なにをもって「人が育った」と感じるのか?



経営者の方々とお話していてよく耳にするのが、「人が育たないんだよねー」という話題。

確かに私自身も、これまでのマネジメント経験の中で、人材育成に関しては、常に課題感を抱きながら試行錯誤してきたところです。

では、皆さまは、なにをもって「人が育った」と感じるのでしょうか?

この問に正解はありませんが、皆さまなりに「人が育つ」の定義が明確でないと、意図的に人を育てることが難しくなってしまうと思います。
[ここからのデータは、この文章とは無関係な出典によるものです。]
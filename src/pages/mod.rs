//! Page modules for route-level screens.
//!
//! ARCHITECTURE
//! ============
//! Each page owns route-scoped orchestration and delegates rendering details
//! to `components`.

pub mod dashboard;
pub mod login;
pub mod patients;
pub mod signup;
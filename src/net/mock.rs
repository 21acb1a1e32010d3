//! Scripted transport and navigator for unit tests.

use std::collections::VecDeque;
use std::sync::{Arc, Mutex};

use super::api::{ApiClient, ApiError};
use super::transport::{HttpRequest, HttpResponse, Navigator, Transport};
use crate::state::session::Session;

/// Replays queued responses in order and records every request.
#[derive(Default)]
pub(crate) struct MockTransport {
    pub sent: Mutex<Vec<HttpRequest>>,
    pub responses: Mutex<VecDeque<Result<HttpResponse, ApiError>>>,
}

impl MockTransport {
    pub fn respond(status: u16, body: &str) -> Arc<Self> {
        let mock = Self::default();
        mock.push(status, body);
        Arc::new(mock)
    }

    pub fn push(&self, status: u16, body: &str) {
        self.responses
            .lock()
            .unwrap()
            .push_back(Ok(HttpResponse { status, body: body.to_owned() }));
    }

    pub fn last(&self) -> HttpRequest {
        self.sent.lock().unwrap().last().cloned().expect("a request was sent")
    }

    pub fn sent(&self) -> Vec<HttpRequest> {
        self.sent.lock().unwrap().clone()
    }
}

#[async_trait::async_trait(?Send)]
impl Transport for MockTransport {
    async fn send(&self, request: HttpRequest) -> Result<HttpResponse, ApiError> {
        self.sent.lock().unwrap().push(request);
        self.responses
            .lock()
            .unwrap()
            .pop_front()
            .unwrap_or_else(|| Err(ApiError::Network("no response queued".to_owned())))
    }
}

/// Records every navigation target.
#[derive(Default)]
pub(crate) struct RecordingNavigator {
    routes: Mutex<Vec<String>>,
}

impl RecordingNavigator {
    pub fn routes(&self) -> Vec<String> {
        self.routes.lock().unwrap().clone()
    }
}

impl Navigator for RecordingNavigator {
    fn navigate(&self, route: &str) {
        self.routes.lock().unwrap().push(route.to_owned());
    }
}

/// Client over `transport` with an in-memory session holding `token`.
pub(crate) fn client_with(transport: Arc<MockTransport>, token: Option<&str>) -> ApiClient {
    let session = Session::in_memory();
    if let Some(token) = token {
        session.store(token, &crate::state::session::User { email: "a@b.com".to_owned(), hospital_name: None });
    }
    ApiClient::new("http://127.0.0.1:8000", session, transport, Arc::new(RecordingNavigator::default()))
}
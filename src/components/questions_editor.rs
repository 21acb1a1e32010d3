//! Modal editor for a patient's custom follow-up questions.

use leptos::prelude::*;

use crate::util::questions;

/// Edit a list of questions. `on_save` receives the list with blank
/// entries removed.
#[component]
pub fn QuestionsEditor(
    patient_name: String,
    initial: Vec<String>,
    on_save: Callback<Vec<String>>,
    on_close: Callback<()>,
) -> impl IntoView {
    let seed = if initial.is_empty() { vec![String::new()] } else { initial };
    let drafts = RwSignal::new(seed);
    // Rows are rebuilt only when the count changes so typing keeps focus.
    let count = Memo::new(move |_| drafts.with(Vec::len));

    let on_add = move |_| drafts.update(|d| d.push(String::new()));
    let on_save_click = move |_| on_save.run(questions::non_blank(&drafts.get_untracked()));

    let rows = move || {
        (0..count.get())
            .map(|idx| {
                let value = move || drafts.with(|d| d.get(idx).cloned().unwrap_or_default());
                view! {
                    <div class="questions-editor__row">
                        <span class="questions-editor__index">{format!("{}.", idx + 1)}</span>
                        <input
                            class="dialog__input"
                            type="text"
                            placeholder="Type a question"
                            prop:value=value
                            on:input=move |ev| {
                                let text = event_target_value(&ev);
                                drafts.update(|d| {
                                    if let Some(slot) = d.get_mut(idx) {
                                        *slot = text;
                                    }
                                });
                            }
                        />
                        <button
                            class="btn questions-editor__remove"
                            type="button"
                            on:click=move |_| {
                                drafts.update(|d| {
                                    if idx < d.len() {
                                        d.remove(idx);
                                    }
                                });
                            }
                        >
                            "Remove"
                        </button>
                    </div>
                }
            })
            .collect::<Vec<_>>()
    };

    view! {
        <div class="dialog-backdrop" on:click=move |_| on_close.run(())>
            <div class="dialog dialog--questions" on:click=move |ev| ev.stop_propagation()>
                <h2>"Custom Questions"</h2>
                <p class="dialog__subtitle">{patient_name}</p>
                <div class="questions-editor__list">{rows}</div>
                <button class="btn questions-editor__add" type="button" on:click=on_add>
                    "+ Add Question"
                </button>
                <div class="dialog__actions">
                    <button class="btn" type="button" on:click=move |_| on_close.run(())>
                        "Cancel"
                    </button>
                    <button class="btn btn--primary" type="button" on:click=on_save_click>
                        "Save Questions"
                    </button>
                </div>
            </div>
        </div>
    }
}
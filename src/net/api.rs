//! Token-aware REST client for the follow-up backend.
//!
//! Every backend call goes through [`ApiClient`]: it attaches the session's
//! bearer token, encodes and decodes JSON, and translates HTTP failures into
//! [`ApiError`].
//!
//! ERROR HANDLING
//! ==============
//! [`ApiClient::outcome`] reports the classified response as an [`ApiOutcome`]
//! with no side effects. [`ApiClient::request`] builds on it: a 401/403 clears
//! the stored token and navigates to the unauthorized route once, then still
//! fails with [`ApiError::Unauthorized`]. No call is retried.

#[cfg(test)]
#[path = "api_test.rs"]
mod api_test;

use std::sync::Arc;

use serde::Serialize;
use serde::de::DeserializeOwned;
use serde_json::{Value, json};

use super::transport::{BrowserTransport, HttpRequest, LocationNavigator, Method, Navigator, Transport};
use super::types::{AuthResponse, CallDetail, CallRecord, DialResponse, NewPatient, Patient, PatientUpdate, QuestionsPayload};
use crate::config;
use crate::state::session::Session;

/// Backend body fragment identifying a duplicate signup.
pub const EMAIL_ALREADY_REGISTERED: &str = "Email already registered";

#[derive(Clone, Debug, PartialEq, Eq, thiserror::Error)]
pub enum ApiError {
    #[error("API Error ({status}): {body}")]
    Unauthorized { status: u16, body: String },
    #[error("API Error ({status}): {body}")]
    Http { status: u16, body: String },
    #[error("network error: {0}")]
    Network(String),
    #[error("failed to encode request: {0}")]
    Encode(String),
    #[error("invalid response body: {0}")]
    Decode(String),
    #[error("not available on server")]
    Unavailable,
}

impl ApiError {
    /// HTTP status for errors that carry one.
    pub fn status(&self) -> Option<u16> {
        match self {
            Self::Unauthorized { status, .. } | Self::Http { status, .. } => Some(*status),
            _ => None,
        }
    }

    /// Whether the backend rejected a signup because the email exists.
    pub fn is_email_already_registered(&self) -> bool {
        match self {
            Self::Http { body, .. } | Self::Unauthorized { body, .. } => body.contains(EMAIL_ALREADY_REGISTERED),
            _ => false,
        }
    }
}

/// Classified backend response.
#[derive(Clone, Debug, PartialEq)]
pub enum ApiOutcome {
    /// 2xx; `None` for 204 or an empty body.
    Ok(Option<Value>),
    /// 401 or 403: the stored token was rejected.
    Unauthorized { status: u16, body: String },
    /// Any other non-2xx status with its raw body text.
    Failed { status: u16, body: String },
}

/// Classify a status code and raw body.
///
/// # Errors
///
/// Returns [`ApiError::Decode`] when a 2xx body other than 204 is not JSON.
pub fn classify(status: u16, body: String) -> Result<ApiOutcome, ApiError> {
    match status {
        401 | 403 => Ok(ApiOutcome::Unauthorized { status, body }),
        204 => Ok(ApiOutcome::Ok(None)),
        200..=299 => {
            if body.trim().is_empty() {
                return Ok(ApiOutcome::Ok(None));
            }
            serde_json::from_str(&body)
                .map(|v| ApiOutcome::Ok(Some(v)))
                .map_err(|e| ApiError::Decode(e.to_string()))
        }
        _ => Ok(ApiOutcome::Failed { status, body }),
    }
}

/// Headers attached to every backend request.
pub fn request_headers(token: Option<&str>) -> Vec<(String, String)> {
    let mut headers = vec![("Content-Type".to_owned(), "application/json".to_owned())];
    if let Some(token) = token {
        headers.push(("Authorization".to_owned(), format!("Bearer {token}")));
    }
    headers
}

/// Method, path, and optional JSON body of a backend call.
#[derive(Clone, Debug, PartialEq)]
pub struct ApiRequest {
    pub method: Method,
    pub path: String,
    pub body: Option<Value>,
}

impl ApiRequest {
    pub fn get(path: impl Into<String>) -> Self {
        Self { method: Method::Get, path: path.into(), body: None }
    }

    pub fn post(path: impl Into<String>, body: Value) -> Self {
        Self { method: Method::Post, path: path.into(), body: Some(body) }
    }

    pub fn put(path: impl Into<String>, body: Value) -> Self {
        Self { method: Method::Put, path: path.into(), body: Some(body) }
    }

    pub fn delete(path: impl Into<String>) -> Self {
        Self { method: Method::Delete, path: path.into(), body: None }
    }
}

fn to_body<T: Serialize>(value: &T) -> Result<Value, ApiError> {
    serde_json::to_value(value).map_err(|e| ApiError::Encode(e.to_string()))
}

/// Client shared through Leptos context. Clones share session and transport.
#[derive(Clone)]
pub struct ApiClient {
    base_url: String,
    session: Session,
    transport: Arc<dyn Transport>,
    navigator: Arc<dyn Navigator>,
    unauthorized_route: String,
}

impl std::fmt::Debug for ApiClient {
    fn fmt(&self, f: &mut std::fmt::Formatter<'_>) -> std::fmt::Result {
        f.debug_struct("ApiClient")
            .field("base_url", &self.base_url)
            .field("unauthorized_route", &self.unauthorized_route)
            .finish_non_exhaustive()
    }
}

impl ApiClient {
    pub fn new(
        base_url: impl Into<String>,
        session: Session,
        transport: Arc<dyn Transport>,
        navigator: Arc<dyn Navigator>,
    ) -> Self {
        Self {
            base_url: base_url.into(),
            session,
            transport,
            navigator,
            unauthorized_route: config::UNAUTHORIZED_ROUTE.to_owned(),
        }
    }

    /// Client for the configured backend using browser HTTP and navigation.
    pub fn browser(session: Session) -> Self {
        Self::new(config::api_url(), session, Arc::new(BrowserTransport), Arc::new(LocationNavigator))
    }

    #[must_use]
    pub fn with_unauthorized_route(mut self, route: impl Into<String>) -> Self {
        self.unauthorized_route = route.into();
        self
    }

    fn build(&self, request: &ApiRequest) -> Result<HttpRequest, ApiError> {
        let body = request
            .body
            .as_ref()
            .map(serde_json::to_string)
            .transpose()
            .map_err(|e| ApiError::Encode(e.to_string()))?;
        Ok(HttpRequest {
            method: request.method,
            url: config::join_url(&self.base_url, &request.path),
            headers: request_headers(self.session.token().as_deref()),
            body,
        })
    }

    /// Send a request and classify the response without touching the session.
    ///
    /// # Errors
    ///
    /// Returns an error if the request cannot be encoded, the transport fails,
    /// or a 2xx body is not valid JSON.
    pub async fn outcome(&self, request: &ApiRequest) -> Result<ApiOutcome, ApiError> {
        let http = self.build(request)?;
        let resp = self.transport.send(http).await?;
        classify(resp.status, resp.body)
    }

    /// Send a request, returning the decoded JSON body (`None` for 204).
    ///
    /// On 401/403 the stored token is cleared and the browser is sent to the
    /// unauthorized route before the error is returned.
    ///
    /// # Errors
    ///
    /// Returns [`ApiError::Unauthorized`] for 401/403, [`ApiError::Http`] for
    /// other non-2xx statuses, and transport/decode errors as they occur.
    pub async fn request(&self, request: ApiRequest) -> Result<Option<Value>, ApiError> {
        match self.outcome(&request).await? {
            ApiOutcome::Ok(data) => {
                log::debug!("[API {}] {}", request.path, data.as_ref().map_or_else(|| "null".to_owned(), Value::to_string));
                Ok(data)
            }
            ApiOutcome::Unauthorized { status, body } => {
                log::warn!("[API {}] rejected credentials ({status})", request.path);
                self.session.clear_token();
                self.navigator.navigate(&self.unauthorized_route);
                Err(ApiError::Unauthorized { status, body })
            }
            ApiOutcome::Failed { status, body } => Err(ApiError::Http { status, body }),
        }
    }

    async fn request_json<T: DeserializeOwned>(&self, request: ApiRequest) -> Result<T, ApiError> {
        let data = self.request(request).await?.unwrap_or(Value::Null);
        serde_json::from_value(data).map_err(|e| ApiError::Decode(e.to_string()))
    }

    fn persist_auth(&self, resp: &AuthResponse, action: &str) {
        match (&resp.access_token, &resp.user) {
            (Some(token), Some(user)) => self.session.store(token, user),
            _ => log::warn!("{action} response missing token or user"),
        }
    }

    // =========================================================================
    // AUTH
    // =========================================================================

    /// Register an account and persist the issued session.
    ///
    /// # Errors
    ///
    /// Propagates request errors; see [`ApiError::is_email_already_registered`].
    pub async fn signup(&self, email: &str, password: &str, hospital_name: &str) -> Result<AuthResponse, ApiError> {
        let body = json!({ "email": email, "password": password, "hospital_name": hospital_name });
        let resp: AuthResponse = self.request_json(ApiRequest::post("/auth/signup", body)).await?;
        self.persist_auth(&resp, "signup");
        Ok(resp)
    }

    /// Log in and persist the issued session.
    ///
    /// # Errors
    ///
    /// Propagates request errors.
    pub async fn login(&self, email: &str, password: &str) -> Result<AuthResponse, ApiError> {
        let body = json!({ "email": email, "password": password });
        let resp: AuthResponse = self.request_json(ApiRequest::post("/auth/login", body)).await?;
        self.persist_auth(&resp, "login");
        Ok(resp)
    }

    // =========================================================================
    // PATIENTS
    // =========================================================================

    /// # Errors
    ///
    /// Propagates request errors.
    pub async fn get_patients(&self) -> Result<Vec<Patient>, ApiError> {
        self.request_json(ApiRequest::get("/patients")).await
    }

    /// # Errors
    ///
    /// Propagates request errors.
    pub async fn get_patient(&self, id: i64) -> Result<Patient, ApiError> {
        self.request_json(ApiRequest::get(format!("/patients/{id}"))).await
    }

    /// # Errors
    ///
    /// Propagates request errors.
    pub async fn create_patient(&self, patient: &NewPatient) -> Result<Patient, ApiError> {
        self.request_json(ApiRequest::post("/patients", to_body(patient)?)).await
    }

    /// # Errors
    ///
    /// Propagates request errors.
    pub async fn update_patient(&self, id: i64, patient: &PatientUpdate) -> Result<(), ApiError> {
        self.request(ApiRequest::put(format!("/patients/{id}"), to_body(patient)?)).await?;
        Ok(())
    }

    /// # Errors
    ///
    /// Propagates request errors.
    pub async fn delete_patient(&self, id: i64) -> Result<(), ApiError> {
        self.request(ApiRequest::delete(format!("/patients/{id}"))).await?;
        Ok(())
    }

    /// Replace a patient's custom questions.
    ///
    /// # Errors
    ///
    /// Propagates request errors.
    pub async fn set_patient_questions(&self, id: i64, questions: &[String]) -> Result<(), ApiError> {
        let body = to_body(&QuestionsPayload { questions })?;
        self.request(ApiRequest::post(format!("/patients/{id}/questions"), body)).await?;
        Ok(())
    }

    // =========================================================================
    // CALLS
    // =========================================================================

    /// Start a follow-up call for a patient.
    ///
    /// # Errors
    ///
    /// Propagates request errors.
    pub async fn initiate_call(&self, patient_id: i64) -> Result<DialResponse, ApiError> {
        let data = self.request(ApiRequest::post("/dial", json!({ "patient_id": patient_id }))).await?;
        Ok(data.unwrap_or(Value::Null))
    }

    /// # Errors
    ///
    /// Propagates request errors.
    pub async fn get_patient_calls(&self, patient_id: i64) -> Result<Vec<CallRecord>, ApiError> {
        self.request_json(ApiRequest::get(format!("/patients/{patient_id}/calls"))).await
    }

    /// # Errors
    ///
    /// Propagates request errors.
    pub async fn get_call_transcript(&self, call_id: i64) -> Result<CallDetail, ApiError> {
        self.request_json(ApiRequest::get(format!("/calls/{call_id}"))).await
    }
}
今回は、皆さまの思考の参考になればと思い、私なりの考えをお伝えしたいと思います。


私が「○○さん、育ったなー」と感じるのは、


ある分野の業務において、

  • プロセス・結果ともに満足いく内容でやりきった事例が数回続き、

  • 「もうこの分野は○○さんに任せられるようになったな」 = 「マネジャーである自分と判断基準がすり合っているな」

と感じたときです。


マネジャーがプレイングで抱えていたタスクをメンバーに任せられるって、マネジャーとしてはとても助かりますよね。

では、「判断基準がすり合う」ってどういうことでしょうか?

私的には、

「企業の価値観の理解度合い」

のことを指します。


  • 営業目標優先か? 顧客満足優先か?(企業文化)

  • この内容なら、これぐらいの期間で対応を完了したい(時間感)

  • こういう場合は、これぐらいのクオリティが求められている(品質基準)

  • このケースでは、自分で判断して先に進めておいたほうがよい(能動性)

等々、なかなか明文化するのが難しい「暗黙の判断基準」というものが、どの企業にも存在すると思います。

これらの判断基準に正解はなく、企業ごとの価値観によって判断の結果が異なるものです。



暗黙の判断基準がすり合っていると、いちいちマネジャーに判断を仰がなくてもよいこと、手戻りが少なくなることなどから、仕事のスピードと精度が格段に上がります(生産性が上がる)。マネジャーからすると、こういうメンバーはとても頼りになりますよね。



自分が属する企業の価値観に合った意思決定ができるかどうかで、その人の「仕事のできる度合い」が判断され、できる度合いが増してくると「育った」と思われるのではないかと思います。 以上を踏まえ、私は、

「育成とは、判断基準のチューニング活動」

と捉えています。 皆さまも、ご自身の中の「育つ」の定義を整理・明確化し、その定義を基準に、どこができていて、どこが不足しているのか?を意識しながらメンバーと接していくと、育成のポイントが見えやすくなるのではないでしょうか?

以上、少しでも参考になれば幸いです。